“The ontological politics of marine spatial planning” sounds like a mouthful, but it refers to some pretty interesting processes: the ways that people’s language and everyday practices create new meanings and new realities in the realm of ocean planning. With this research theme, we have studied the ways that the actual “stuff” of ocean planning (computer databases and GIS mapping technology, places in and on the ocean, ecological formations and organisms, and people themselves) is assembling–and sometimes disassembling–in new ways. In particular, we have focused on how these new assemblages can increase or decrease opportunities for ocean planning to incorporate and represent both the concerns of human communities that use the ocean, as well as the environmental complexities of coastal and ocean ecosystems.
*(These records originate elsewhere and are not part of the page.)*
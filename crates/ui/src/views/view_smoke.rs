use quiz_core::model::{Progress, QuizSet, Theme};
use services::quiz::LOAD_FAILURE_MESSAGE;
use storage::repository::{ProgressRepository, SettingsRepository, Storage};

use super::test_harness::{bundled_questions, setup_view_harness, setup_view_harness_with_storage};

#[tokio::test(flavor = "current_thread")]
async fn quiz_screen_shows_loading_before_questions_arrive() {
    let mut harness = setup_view_harness(bundled_questions());
    harness.rebuild();
    let html = harness.render();
    assert!(html.contains("Loading questions..."), "missing loading in {html}");
}

#[tokio::test(flavor = "current_thread")]
async fn quiz_screen_renders_first_question() {
    let mut harness = setup_view_harness(bundled_questions());
    harness.rebuild();
    harness.settle().await;
    let html = harness.render();

    for expected in [
        "What is the capital of France?",
        "Paris",
        "Question 1 of 10",
        "Score: 0",
        "Time: 30s",
    ] {
        assert!(html.contains(expected), "missing {expected} in {html}");
    }
    assert!(!html.contains("next-btn"), "next button shown early in {html}");
}

#[tokio::test(flavor = "current_thread")]
async fn quiz_screen_reports_load_failure() {
    let mut harness = setup_view_harness(QuizSet::default());
    harness.rebuild();
    harness.settle().await;
    let html = harness.render();
    assert!(html.contains(LOAD_FAILURE_MESSAGE), "missing error in {html}");
}

#[tokio::test(flavor = "current_thread")]
async fn quiz_screen_applies_saved_theme() {
    let storage = Storage::in_memory();
    storage.settings.save_theme(Theme::Dark).await.unwrap();

    let mut harness = setup_view_harness_with_storage(storage, bundled_questions(), false);
    harness.rebuild();
    harness.settle().await;
    let html = harness.render();
    assert!(html.contains(r#"data-theme="dark""#), "missing dark theme in {html}");
}

#[tokio::test(flavor = "current_thread")]
async fn quiz_screen_resumes_saved_progress_when_asked() {
    let storage = Storage::in_memory();
    storage
        .progress
        .save_progress(&Progress {
            current_index: 0,
            score: 10,
            correct_count: 1,
        })
        .await
        .unwrap();

    let mut harness = setup_view_harness_with_storage(storage, bundled_questions(), true);
    harness.rebuild();
    harness.settle().await;
    let html = harness.render();
    assert!(html.contains("Question 2 of 10"), "missing progress in {html}");
    assert!(html.contains("Score: 10"), "missing score in {html}");
    assert!(
        html.contains("Which planet is known as the Red Planet?"),
        "missing second question in {html}"
    );
}
use chrono::Duration;

#[must_use]
pub fn format_remaining(remaining_secs: u32) -> String {
    format!("Time: {remaining_secs}s")
}

/// `m:ss`, clamped at zero.
#[must_use]
pub fn format_elapsed(elapsed: Duration) -> String {
    let total = elapsed.num_seconds().max(0);
    format!("{}:{:02}", total / 60, total % 60)
}

#[cfg(test)]
mod tests {
    use super::*;

    #[test]
    fn formats_elapsed_minutes() {
        assert_eq!(format_elapsed(Duration::seconds(0)), "0:00");
        assert_eq!(format_elapsed(Duration::seconds(125)), "2:05");
        assert_eq!(format_elapsed(Duration::seconds(-3)), "0:00");
    }
}
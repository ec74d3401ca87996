use std::fmt;
use std::str::FromStr;

use thiserror::Error;

#[derive(Debug, Error, Clone, PartialEq, Eq)]
#[error("unknown theme: {0}")]
pub struct ThemeParseError(pub String);

/// Colour scheme persisted under the `theme` key.
#[derive(Debug, Clone, Copy, Default, PartialEq, Eq, Hash)]
pub enum Theme {
    #[default]
    Light,
    Dark,
}

impl Theme {
    #[must_use]
    pub fn as_str(self) -> &'static str {
        match self {
            Theme::Light => "light",
            Theme::Dark => "dark",
        }
    }

    #[must_use]
    pub fn toggled(self) -> Self {
        match self {
            Theme::Light => Theme::Dark,
            Theme::Dark => Theme::Light,
        }
    }

    #[must_use]
    pub fn is_dark(self) -> bool {
        matches!(self, Theme::Dark)
    }
}

impl fmt::Display for Theme {
    fn fmt(&self, f: &mut fmt::Formatter<'_>) -> fmt::Result {
        f.write_str(self.as_str())
    }
}

impl FromStr for Theme {
    type Err = ThemeParseError;

    fn from_str(s: &str) -> Result<Self, Self::Err> {
        match s.trim() {
            "light" | "" => Ok(Theme::Light),
            "dark" => Ok(Theme::Dark),
            other => Err(ThemeParseError(other.to_string())),
        }
    }
}

#[cfg(test)]
mod tests {
    use super::*;

    #[test]
    fn parses_stored_values() {
        assert_eq!("dark".parse::<Theme>().unwrap(), Theme::Dark);
        assert_eq!("light".parse::<Theme>().unwrap(), Theme::Light);
        // An empty attribute value is how the light theme used to be stored.
        assert_eq!("".parse::<Theme>().unwrap(), Theme::Light);
        assert!("sepia".parse::<Theme>().is_err());
    }

    #[test]
    fn toggle_flips() {
        assert_eq!(Theme::Light.toggled(), Theme::Dark);
        assert_eq!(Theme::Dark.toggled().to_string(), "light");
    }
}
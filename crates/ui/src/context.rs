use std::sync::{
    Arc,
    atomic::{AtomicBool, Ordering},
};

use services::{QuizController, QuizObserver, SettingsService};
use storage::questions::QuestionSource;

pub trait UiApp: Send + Sync {
    fn resume_on_launch(&self) -> bool;

    fn settings(&self) -> Arc<SettingsService>;
    fn question_source(&self) -> Arc<dyn QuestionSource>;
    fn new_controller(&self, observer: Arc<dyn QuizObserver>) -> QuizController;
}

#[derive(Clone)]
pub struct AppContext {
    app: Arc<dyn UiApp>,
    resume_on_launch_configured: bool,
    resume_on_launch_once: Arc<AtomicBool>,
}

impl AppContext {
    #[must_use]
    pub fn new(app: &Arc<dyn UiApp>) -> Self {
        let resume_on_launch_configured = app.resume_on_launch();
        Self {
            app: Arc::clone(app),
            resume_on_launch_configured,
            resume_on_launch_once: Arc::new(AtomicBool::new(resume_on_launch_configured)),
        }
    }

    /// True only for the first load after launch, and only if resuming was requested.
    #[must_use]
    pub fn take_resume_on_launch(&self) -> bool {
        self.resume_on_launch_once.swap(false, Ordering::AcqRel)
    }

    #[must_use]
    pub fn resume_on_launch_configured(&self) -> bool {
        self.resume_on_launch_configured
    }

    #[must_use]
    pub fn settings(&self) -> Arc<SettingsService> {
        self.app.settings()
    }

    #[must_use]
    pub fn question_source(&self) -> Arc<dyn QuestionSource> {
        self.app.question_source()
    }

    #[must_use]
    pub fn new_controller(&self, observer: Arc<dyn QuizObserver>) -> QuizController {
        self.app.new_controller(observer)
    }
}

// This context is provided by the application composition root (e.g. `crates/app`).

/// Build an `AppContext` from a UI-facing app implementation.
#[must_use]
pub fn build_app_context(app: &Arc<dyn UiApp>) -> AppContext {
    AppContext::new(app)
}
So far, we have found that there are trends in both directions–currently marine spatial planning practices include activities and relationships that both increase and decrease opportunities for communities and environments to be well-represented in policies and processes. For instance, though planning practitioners often express a desire to be inclusive and open, it is sometimes unclear how decisions are made about what ecological and human use data to include in ocean planning data portals, and how to display it. These displays can be important because they influence how people ‘see’ ocean spaces, and because they may have political consequences as policymakers begin to use such portals for planning purposes. Some practitioners are trying to find ways to better illustrate ocean spaces as the dynamic and interconnected spaces that they are, for example by conducting participatory GIS mapping sessions where people can place their own activities in virtual space.
For more, see our recent article in Geoforum:
- Boucquey, N, L Fairbanks, K St. Martin, LM Campbell, and BJ McCay. 2016. The Ontological Politics of Marine Spatial Planning: (Re)Assembling the Ocean and Shaping the Capacities of ‘Community’ and ‘Environment’. Geoforum 75: 1-11. [Available here free online until August 28, 2016] — Click for abstractGovernance projects to measure and organize socio-natural spaces have often resulted in the marginalization of human communities (e.g., national parks) or in the destruction of environmental resources (e.g., mining). In the United States, new marine spatial planning (MSP) policies seek to categorize and represent ocean spaces and activities in an effort to provide a solution to long-standing controversies stemming from individual sector-based management (e.g., fisheries, energy, transportation, marine mammal conservation). In this paper we examine how the ontological politics of MSP are being shaped through the narratives and practices of emerging MSP projects. We employ the ideas of ontological politics and assemblage to explore how communities and environments are being constituted through their association with MSP and its key conceptual framework (ecosystem-based management) and operational tools (geospatial databases). We trace how the ontological formations of MSP—people, places, technologies, and organisms—are being actively assembled in concurrent processes of stabilization and disruption through narratives and processes of inscription that create new political-spatial imaginaries and relationships. We show that while some emerging MSP ontologies restrict the capacities of ‘environment’ and ‘community’—for instance in the language of ‘salvation’ and in the organization of certain geospatial databases—other practices offer space to expand the capacities of community and environmental actors (for example in participatory mapping projects and in the aspirations of many practitioners themselves).